In some aspects, the composition is electrostatically charged when applied to firmly adhere the composition to the outer cuticle of the pest. The polarity of the charge can and will vary depending on the target pest or the target pest environment. For example, termites have a negative charge on their cuticles, and the positively charged composition is attracted to the negatively charged insect cuticle portion when applied, allowing the composition to adhere to the insect cuticle to be effectively transferred to the colony through animal behavior, thereby promoting increased control.
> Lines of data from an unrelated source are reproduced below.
//! TOML configuration for the model gate.
//!
//! Parse, validate, and schema-export gate configuration. Every field has
//! either a required value or a documented default, and all semantic
//! constraints are checked by [`GateConfig::validate`] before a config is
//! accepted.

use crate::compress::CompressionConfig;
use crate::ledger::EvictionPolicy;
use crate::GateError;
use schemars::JsonSchema;
use serde::{Deserialize, Serialize};
use std::path::Path;

// ── Default value functions ──────────────────────────────────────────────

/// Default inference server URL.
fn default_base_url() -> String {
    "http://localhost:11434".to_string()
}

/// Default single-shot request timeout: 120 seconds.
fn default_request_timeout_s() -> u64 {
    120
}

/// Default out-of-band fetch timeout: 30 minutes.
fn default_pull_timeout_s() -> u64 {
    30 * 60
}

/// Default conservative size assumed for undiscovered models: 5 GiB.
fn default_model_size_gb() -> f64 {
    5.0
}

/// Default quality threshold for gated selection, on the validator's
/// 0..100 scale.
fn default_quality_threshold() -> f64 {
    70.0
}

/// Default completion budget reserved out of the context window.
fn default_completion_budget() -> usize {
    1024
}

/// Default safety margin reserved out of the context window.
fn default_safety_margin() -> usize {
    128
}

// ── Sections ─────────────────────────────────────────────────────────────

/// Root configuration for a gate instance.
///
/// # Example
///
/// ```toml
/// [server]
/// base_url = "http://localhost:11434"
///
/// [vram]
/// limit_gb = 12.0
/// persistent = ["llama3:8b"]
///
/// [selection]
/// candidates = ["qwen2.5-coder:14b", "llama3:8b"]
/// ```
#[derive(Debug, Clone, Serialize, Deserialize, JsonSchema, PartialEq)]
pub struct GateConfig {
    /// Inference server connection settings.
    #[serde(default)]
    pub server: ServerConfig,
    /// VRAM budget and residency policy.
    pub vram: VramConfig,
    /// Candidate ordering and quality gating.
    pub selection: SelectionConfig,
    /// Prompt compression for the cloud fallback path.
    #[serde(default)]
    pub compression: CompressionConfig,
    /// Outbound token budget for bounded-context providers.
    #[serde(default)]
    pub budget: BudgetConfig,
    /// Logging settings.
    #[serde(default)]
    pub observability: ObservabilityConfig,
}

/// Inference server connection settings.
#[derive(Debug, Clone, Serialize, Deserialize, JsonSchema, PartialEq)]
pub struct ServerConfig {
    /// Base URL of the inference server.
    #[serde(default = "default_base_url")]
    pub base_url: String,
    /// Timeout (seconds) for single-shot requests.
    #[serde(default = "default_request_timeout_s")]
    pub request_timeout_s: u64,
    /// Timeout (seconds) for out-of-band model fetches.
    #[serde(default = "default_pull_timeout_s")]
    pub pull_timeout_s: u64,
}

impl Default for ServerConfig {
    fn default() -> Self {
        Self {
            base_url: default_base_url(),
            request_timeout_s: default_request_timeout_s(),
            pull_timeout_s: default_pull_timeout_s(),
        }
    }
}

/// VRAM budget and residency policy.
#[derive(Debug, Clone, Serialize, Deserialize, JsonSchema, PartialEq)]
pub struct VramConfig {
    /// Hard VRAM budget in GiB. Admission never exceeds it.
    pub limit_gb: f64,
    /// Conservative size (GiB) assumed for models not yet seen in the
    /// server inventory.
    #[serde(default = "default_model_size_gb")]
    pub default_model_size_gb: f64,
    /// Models pinned in memory. Evicted only as a last resort.
    #[serde(default)]
    pub persistent: Vec<String>,
    /// Eviction ordering among resident models.
    #[serde(default)]
    pub eviction_policy: EvictionPolicy,
}

/// Candidate ordering and quality gating.
#[derive(Debug, Clone, Serialize, Deserialize, JsonSchema, PartialEq)]
pub struct SelectionConfig {
    /// Local candidate models, in descending priority order.
    pub candidates: Vec<String>,
    /// Minimum validator score (0..100) for a local output to be
    /// accepted.
    #[serde(default = "default_quality_threshold")]
    pub quality_threshold: f64,
}

/// Outbound token budget for bounded-context providers.
#[derive(Debug, Clone, Serialize, Deserialize, JsonSchema, PartialEq)]
pub struct BudgetConfig {
    /// Provider context window in tokens.
    pub context_window: usize,
    /// Tokens reserved for the completion.
    #[serde(default = "default_completion_budget")]
    pub completion_budget: usize,
    /// Extra tokens held back against estimation error.
    #[serde(default = "default_safety_margin")]
    pub safety_margin: usize,
}

impl Default for BudgetConfig {
    fn default() -> Self {
        Self {
            context_window: 8192,
            completion_budget: default_completion_budget(),
            safety_margin: default_safety_margin(),
        }
    }
}

/// Logging settings.
#[derive(Debug, Clone, Default, Serialize, Deserialize, JsonSchema, PartialEq)]
pub struct ObservabilityConfig {
    /// Log output format.
    #[serde(default)]
    pub log_format: LogFormat,
}

/// Log output format.
#[derive(Debug, Clone, Default, Serialize, Deserialize, JsonSchema, PartialEq, Eq)]
#[serde(rename_all = "snake_case")]
pub enum LogFormat {
    /// Human-readable, colorized log output.
    #[default]
    Pretty,
    /// Structured JSON log output for machine consumption.
    Json,
}

impl GateConfig {
    /// Load and validate a configuration from a TOML file.
    ///
    /// # Errors
    ///
    /// Returns [`GateError::Config`] if the file cannot be read, does not
    /// parse, or fails validation.
    pub fn load(path: impl AsRef<Path>) -> Result<Self, GateError> {
        let path = path.as_ref();
        let raw = std::fs::read_to_string(path).map_err(|e| {
            GateError::Config(format!("cannot read {}: {e}", path.display()))
        })?;
        let config: Self = toml::from_str(&raw)
            .map_err(|e| GateError::Config(format!("cannot parse {}: {e}", path.display())))?;
        config.validate()?;
        Ok(config)
    }

    /// Check semantic constraints that serde cannot express.
    ///
    /// # Errors
    ///
    /// Returns [`GateError::Config`] naming the first violated constraint.
    pub fn validate(&self) -> Result<(), GateError> {
        if self.vram.limit_gb <= 0.0 {
            return Err(GateError::Config(
                "vram.limit_gb must be positive".to_string(),
            ));
        }
        if self.vram.default_model_size_gb <= 0.0 {
            return Err(GateError::Config(
                "vram.default_model_size_gb must be positive".to_string(),
            ));
        }
        if self.selection.candidates.is_empty() {
            return Err(GateError::Config(
                "selection.candidates must not be empty".to_string(),
            ));
        }
        if !(0.0..=100.0).contains(&self.selection.quality_threshold) {
            return Err(GateError::Config(
                "selection.quality_threshold must be within 0.0..=100.0".to_string(),
            ));
        }
        if !(0.0..=1.0).contains(&self.compression.keep_fraction) {
            return Err(GateError::Config(
                "compression.keep_fraction must be within 0.0..=1.0".to_string(),
            ));
        }
        if self.budget.context_window == 0 {
            return Err(GateError::Config(
                "budget.context_window must be positive".to_string(),
            ));
        }
        if self.budget.completion_budget + self.budget.safety_margin >= self.budget.context_window {
            return Err(GateError::Config(
                "budget.completion_budget + budget.safety_margin must leave room in the context window"
                    .to_string(),
            ));
        }
        for pinned in &self.vram.persistent {
            if !self.selection.candidates.contains(pinned) {
                tracing::warn!(model = %pinned, "pinned model is not a selection candidate");
            }
        }
        Ok(())
    }
}

/// Export the JSON Schema for [`GateConfig`].
///
/// Enables IDE autocomplete when editing TOML config files.
///
/// # Errors
///
/// Returns `serde_json::Error` if schema serialization fails.
pub fn export_schema() -> Result<String, serde_json::Error> {
    let schema = schemars::schema_for!(GateConfig);
    serde_json::to_string_pretty(&schema)
}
The composition may be positively charged. Alternatively, the composition is negatively charged. In some aspects, the composition is electrostatically charged when applied to firmly adhere the composition to the environment surrounding the pest to which the composition is applied.

The composition is electrostatically charged when applied. In some aspects, the composition is electrostatically charged before application. Alternatively, the composition is electrostatically charged during application using a device capable of electrostatically charging the composition during application. For example, the device can be used to deliver the composition through a pressurized air column. Delivery through a pressurized air column can cause static electricity to be generated on the surface of the particles. Non-limiting examples of devices capable of electrostatically charging the compositions of the present disclosure are described in U.S. Patent Application No. 16/880,749.

In some aspects, the pesticide powder composition comprises fipronil at a concentration of about 0.1% to about 1% w/w, about 0.3% to about 0.7% w/w; precipitated calcium carbonate at a concentration of about 0.1% to about 10% w/w or about 0.8% to about 1.2% w/w; 2-phenoxyethanol at a concentration of about 0.01% to about 1% w/w, about 0.05% to about 0.75% w/w or about 0.08% to about 0.12% w/w; and coarse corn meal at a concentration of about 95% to about 99.9% w/w. The composition is electrostatically charged when applied. In an alternative aspect of these aspects, the coarse corn meal is less than 100 mesh.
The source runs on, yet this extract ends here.